_Provided records:_

:::

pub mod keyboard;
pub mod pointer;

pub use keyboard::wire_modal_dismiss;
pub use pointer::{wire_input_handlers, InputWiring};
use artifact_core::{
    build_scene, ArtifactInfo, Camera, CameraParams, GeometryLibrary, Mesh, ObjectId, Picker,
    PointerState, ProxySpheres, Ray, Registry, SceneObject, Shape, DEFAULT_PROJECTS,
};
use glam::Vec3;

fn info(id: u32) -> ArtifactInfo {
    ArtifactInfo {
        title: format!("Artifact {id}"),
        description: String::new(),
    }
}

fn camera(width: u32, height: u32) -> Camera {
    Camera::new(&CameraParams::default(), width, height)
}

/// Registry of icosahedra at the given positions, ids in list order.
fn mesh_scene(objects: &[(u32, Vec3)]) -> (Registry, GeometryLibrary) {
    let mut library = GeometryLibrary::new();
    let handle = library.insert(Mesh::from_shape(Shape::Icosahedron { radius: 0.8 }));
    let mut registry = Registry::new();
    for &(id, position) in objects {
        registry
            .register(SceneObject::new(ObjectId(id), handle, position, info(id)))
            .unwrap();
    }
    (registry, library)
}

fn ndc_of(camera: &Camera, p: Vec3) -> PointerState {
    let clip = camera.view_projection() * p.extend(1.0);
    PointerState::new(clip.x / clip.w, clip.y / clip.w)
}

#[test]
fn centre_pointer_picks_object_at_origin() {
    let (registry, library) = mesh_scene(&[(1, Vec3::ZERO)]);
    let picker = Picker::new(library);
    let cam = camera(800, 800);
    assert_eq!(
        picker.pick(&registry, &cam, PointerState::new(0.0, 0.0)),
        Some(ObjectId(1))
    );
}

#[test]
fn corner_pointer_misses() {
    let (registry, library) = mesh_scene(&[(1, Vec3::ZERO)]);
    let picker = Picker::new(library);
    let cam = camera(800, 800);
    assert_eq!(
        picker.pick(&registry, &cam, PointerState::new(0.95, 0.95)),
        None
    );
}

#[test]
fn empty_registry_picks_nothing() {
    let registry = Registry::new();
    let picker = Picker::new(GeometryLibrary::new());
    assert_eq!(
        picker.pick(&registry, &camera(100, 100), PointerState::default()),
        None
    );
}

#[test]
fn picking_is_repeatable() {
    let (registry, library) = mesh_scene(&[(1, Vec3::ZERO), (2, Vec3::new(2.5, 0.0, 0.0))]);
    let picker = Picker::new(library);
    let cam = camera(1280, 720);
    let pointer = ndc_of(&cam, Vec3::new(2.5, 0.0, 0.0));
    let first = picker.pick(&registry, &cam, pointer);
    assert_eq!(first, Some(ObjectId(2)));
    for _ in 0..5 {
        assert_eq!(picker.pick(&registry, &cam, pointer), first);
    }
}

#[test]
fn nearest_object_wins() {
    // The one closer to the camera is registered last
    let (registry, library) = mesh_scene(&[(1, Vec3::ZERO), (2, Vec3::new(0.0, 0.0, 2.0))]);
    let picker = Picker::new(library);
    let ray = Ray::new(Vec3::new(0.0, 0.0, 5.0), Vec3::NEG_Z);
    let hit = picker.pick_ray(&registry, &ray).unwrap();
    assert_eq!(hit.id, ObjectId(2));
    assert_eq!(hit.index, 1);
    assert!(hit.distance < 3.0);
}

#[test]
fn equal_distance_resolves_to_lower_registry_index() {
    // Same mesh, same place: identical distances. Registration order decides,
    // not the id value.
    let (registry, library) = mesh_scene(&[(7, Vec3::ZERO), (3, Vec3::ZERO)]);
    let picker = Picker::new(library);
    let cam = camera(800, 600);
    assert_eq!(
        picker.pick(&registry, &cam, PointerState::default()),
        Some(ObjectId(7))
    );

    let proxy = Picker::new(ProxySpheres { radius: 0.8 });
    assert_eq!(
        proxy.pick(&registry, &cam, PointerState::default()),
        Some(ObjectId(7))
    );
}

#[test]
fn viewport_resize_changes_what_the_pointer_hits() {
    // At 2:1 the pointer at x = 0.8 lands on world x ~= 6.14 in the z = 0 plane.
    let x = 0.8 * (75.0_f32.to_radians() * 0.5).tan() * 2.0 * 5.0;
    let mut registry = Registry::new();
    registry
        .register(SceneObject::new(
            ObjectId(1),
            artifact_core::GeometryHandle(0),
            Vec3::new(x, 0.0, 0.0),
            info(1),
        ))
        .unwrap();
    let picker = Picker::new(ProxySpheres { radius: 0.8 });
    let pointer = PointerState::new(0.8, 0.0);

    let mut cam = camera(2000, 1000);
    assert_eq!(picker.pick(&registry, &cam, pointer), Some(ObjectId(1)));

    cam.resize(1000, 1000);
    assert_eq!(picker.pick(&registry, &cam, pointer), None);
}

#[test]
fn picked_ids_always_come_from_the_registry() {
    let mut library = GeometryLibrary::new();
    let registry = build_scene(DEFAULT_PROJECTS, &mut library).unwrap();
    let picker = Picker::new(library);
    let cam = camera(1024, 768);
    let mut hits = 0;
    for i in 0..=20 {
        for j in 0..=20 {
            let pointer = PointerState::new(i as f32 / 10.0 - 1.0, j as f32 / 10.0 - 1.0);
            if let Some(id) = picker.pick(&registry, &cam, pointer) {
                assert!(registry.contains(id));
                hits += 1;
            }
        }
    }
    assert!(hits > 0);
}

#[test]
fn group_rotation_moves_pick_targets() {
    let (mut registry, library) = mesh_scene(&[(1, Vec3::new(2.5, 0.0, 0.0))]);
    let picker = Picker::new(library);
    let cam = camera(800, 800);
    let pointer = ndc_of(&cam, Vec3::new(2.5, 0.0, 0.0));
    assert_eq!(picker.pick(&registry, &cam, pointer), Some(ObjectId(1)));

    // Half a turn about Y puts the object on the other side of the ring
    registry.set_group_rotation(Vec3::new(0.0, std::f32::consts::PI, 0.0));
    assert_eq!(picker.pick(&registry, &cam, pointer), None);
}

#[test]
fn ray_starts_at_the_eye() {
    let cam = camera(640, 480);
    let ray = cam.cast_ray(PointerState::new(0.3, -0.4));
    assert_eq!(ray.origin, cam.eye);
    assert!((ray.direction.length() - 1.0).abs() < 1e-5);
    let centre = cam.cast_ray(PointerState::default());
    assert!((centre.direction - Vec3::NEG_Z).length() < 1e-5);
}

:::

_Your objective:_ Reproduce the records above line by line, without any change, up to and including the line that holds "in list order.".

_Result for this exercise:_
pub mod keyboard;
pub mod pointer;

pub use keyboard::wire_modal_dismiss;
pub use pointer::{wire_input_handlers, InputWiring};
use artifact_core::{
    build_scene, ArtifactInfo, Camera, CameraParams, GeometryLibrary, Mesh, ObjectId, Picker,
    PointerState, ProxySpheres, Ray, Registry, SceneObject, Shape, DEFAULT_PROJECTS,
};
use glam::Vec3;

fn info(id: u32) -> ArtifactInfo {
    ArtifactInfo {
        title: format!("Artifact {id}"),
        description: String::new(),
    }
}

fn camera(width: u32, height: u32) -> Camera {
    Camera::new(&CameraParams::default(), width, height)
}

/// Registry of icosahedra at the given positions, ids in list order.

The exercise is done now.